Oh Christmas tree
Kirkland’s Christmas spirit begins – and continues – with residents who ‘jump in to help’
By Carrie Wood
It was 1956, and to young Bill Woods, nothing seemed insurmountable.
So when he made the call to a local logger to bring in Kirkland’s very first Christmas tree, he didn’t know what he’d be in for the next day.
“That morning, here comes this big flatbed truck hauling this 50 foot big tree down (Kirkland Avenue) and it’s hitting both sides of the street where the cars were parked and dragged it all the way down to the end of the street and dumps it,” recalled former mayor Woods, who, at the time, was president of the Junior Chamber of Commerce, a national organization of young men less than 35 years of age who didn’t fit the criteria to be in the Chamber of Commerce.

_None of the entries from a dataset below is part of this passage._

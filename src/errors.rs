//! proxy error
use std::fmt::Display;
use std::io::ErrorKind as IoErrorKind;
use thiserror::Error as ThisError;
/// A `Result` alias where the `Err` case is `mitm_proxy::Error`.
pub type Result<T> = std::result::Result<T, Error>;

/// The Errors that may occur while running the proxy.
///
/// `Config` and `Bind` only happen at startup and stop the process. Every other
/// variant is scoped to a single connection (or a single forwarded request) and
/// is logged at the connection boundary.
#[derive(ThisError, Debug)]
pub enum Error {
  /// Root credential files missing or unparsable, or an invalid setting.
  #[error("config error: {0}")]
  Config(String),
  /// The listening address could not be bound.
  #[error("failed to bind {addr}: {source}")]
  Bind {
    /// requested address
    addr: String,
    /// underlying socket error
    #[source]
    source: std::io::Error,
  },
  /// Leaf key generation, signing or encoding failed.
  #[error("certificate generation failed: {0}")]
  CertGen(String),
  /// Malformed request/response, failed handshake or truncated stream.
  #[error("protocol error: {0}")]
  Protocol(String),
  /// Dial, write or read failure towards the origin.
  #[error("upstream error: {0}")]
  Upstream(String),
  /// The capture collaborator rejected an exchange.
  #[error("capture failed: {0}")]
  Capture(String),
  /// Client-side transport error
  #[error(transparent)]
  IO(#[from] std::io::Error),
  /// http::Error
  #[error(transparent)]
  Http(http::Error),
}

/// Coarse classification of an [`Error`].
#[derive(Debug, Clone, Copy, PartialEq, Eq)]
pub enum ErrorKind {
  /// see [`Error::Config`]
  Config,
  /// see [`Error::Bind`]
  Bind,
  /// see [`Error::CertGen`]
  CertGen,
  /// see [`Error::Protocol`] and [`Error::Http`]
  Protocol,
  /// see [`Error::Upstream`]
  Upstream,
  /// see [`Error::Capture`]
  Capture,
  /// see [`Error::IO`]
  Io,
}

impl Error {
  /// Build a config error.
  pub fn config(msg: impl Into<String>) -> Self {
    Error::Config(msg.into())
  }
  /// Build a certificate generation error.
  pub fn cert_gen(msg: impl Into<String>) -> Self {
    Error::CertGen(msg.into())
  }
  /// Build a protocol error.
  pub fn protocol(msg: impl Into<String>) -> Self {
    Error::Protocol(msg.into())
  }
  /// Build an upstream error naming the origin it concerns.
  pub fn upstream(target: impl Display, cause: impl Display) -> Self {
    Error::Upstream(format!("{target}: {cause}"))
  }
  /// Build a capture error.
  pub fn capture(msg: impl Into<String>) -> Self {
    Error::Capture(msg.into())
  }
  /// Returns the taxonomy bucket of this error.
  pub fn kind(&self) -> ErrorKind {
    match self {
      Error::Config(_) => ErrorKind::Config,
      Error::Bind { .. } => ErrorKind::Bind,
      Error::CertGen(_) => ErrorKind::CertGen,
      Error::Protocol(_) | Error::Http(_) => ErrorKind::Protocol,
      Error::Upstream(_) => ErrorKind::Upstream,
      Error::Capture(_) => ErrorKind::Capture,
      Error::IO(_) => ErrorKind::Io,
    }
  }
  /// Startup-only errors that should terminate the process.
  pub fn is_fatal(&self) -> bool {
    matches!(self.kind(), ErrorKind::Config | ErrorKind::Bind)
  }
  /// Re-tag transport errors raised while talking to the origin.
  ///
  /// Parse failures stay protocol errors; raw I/O failures become upstream errors.
  pub(crate) fn on_upstream(self, target: impl Display) -> Self {
    match self {
      Error::IO(e) => Error::upstream(target, e),
      other => other,
    }
  }
}

impl From<http::Error> for Error {
  fn from(value: http::Error) -> Self {
    Error::Http(value)
  }
}

impl From<http::header::InvalidHeaderValue> for Error {
  fn from(value: http::header::InvalidHeaderValue) -> Self {
    Error::Http(http::Error::from(value))
  }
}

pub(crate) fn new_io_error(error_kind: IoErrorKind, msg: &str) -> Error {
  Error::IO(std::io::Error::new(error_kind, msg))
}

The young men stared at the tree, now stranded on its side in the middle of Kirkland Avenue. They hadn’t thought about how they would set the tree in the ground and they certainly had no idea the tree would be so big.
So the young men huddled inside of the Surf’s Café to figure out over coffee what they were going to do. As luck would have it, a crew from Puget Sound Power sat nearby and overheard the dilemma.
“A foreman from Puget Power said, ‘Hell, we’ll drill the hole, guys,’” Woods recalled. “So they went down by the end of Kirkland Avenue with their equipment and they drilled this hole right in the center of the street.”
Later, Beard Construction hoisted the 50 foot tree into the hole. Puget Sound returned and wired the street lights to provide for electricity, and the first Christmas tree in downtown Kirkland was lit up and so the holiday spirit began.
“I think the following year the city fathers decided that a tree was a good idea and they went the legitimate route and brought a tree service in after that,” he laughed, adding, “It was typical of young guys putting together an idea without really thinking it through and having it work out because everyone jumped in to help.”
Before then, Woods said that besides individual businesses decorating their own store fronts, there wasn’t much holiday decorating done in Kirkland during Christmas time.
The Junior Chamber also started the tradition of downtown decorating in 1956. The group needed a community service project, and thought decorating was a good idea. They collected donations from merchants to pay for the decorations and a tree, and hung the decorations themselves.
The Junior Chamber continued to decorate the downtown until about 1968, when a fire destroyed the Civic Center building along with the Christmas decorations the group had stored there.
Since then, the Christmas spirit has continued by caring residents who’ve jumped in along the way to keep it alive.
For the past five years, Roof Truss Systems has carried on the tradition of decorating the downtown and has supplied the tree at Marina Park.
But this year, because of the poor economy, Roof Truss has been unable to supply the lights, said Kirkland resident Heidi Tucker who has rallied the community for help.
“Our amazing Kirkland Downtown Association has once again stepped up to the plate for us and said they couldn’t lose this tradition,” Tucker said, noting that the nonprofit organization has agreed to help pay for the lights and cherry pickers, which will cost more than $500.
Two local churches — Christ and Sacred Journey — have also jumped in and said they would pay for whatever portion the KDA does not raise.
Despite the financial troubles of the times, Roof Truss still put up the 30 foot Christmas tree on the lift station at Marina Park this year.
On Saturday night, hundreds gathered at the park and along Kirkland Avenue to see real reindeer, sip hot apple cider and watch the 30 foot tree being lit up to kick off the holiday season. Businesses along Lake Street came alive with shoppers and crowds waiting to meet Santa Claus at Kahili Coffee.
During the tree lighting event, the community amassed around the lift station to sing along with the male acapella choir Northwest Sound.
“I sang with the chorus for 10 years,” said Clyde Hill resident Jim Owens, in between singing along with the choir to a verse of “Oh Christmas Tree.”
Parents held children on their shoulders and folks in the crowd passed out candy canes and Santa hats to little ones.
Before the large tree was lit, State Rep. Larry Springer stood on the lift station and introduced the family of George Mangouras, long-time owner of George’s Place restaurant in Kirkland who has lit the tree over the years and was recently diagnosed with terminal cancer. His family had come to light the tree in his honor.
“With the spirit of George watching us tonight, here we go,” Springer said, prompting the crowd to count down from 10 … nine … eight …
And carrying on with Kirkland’s Christmas spirit, many faces lit up with the night sky.
Staff Writer Kendall Watson contributed to this report.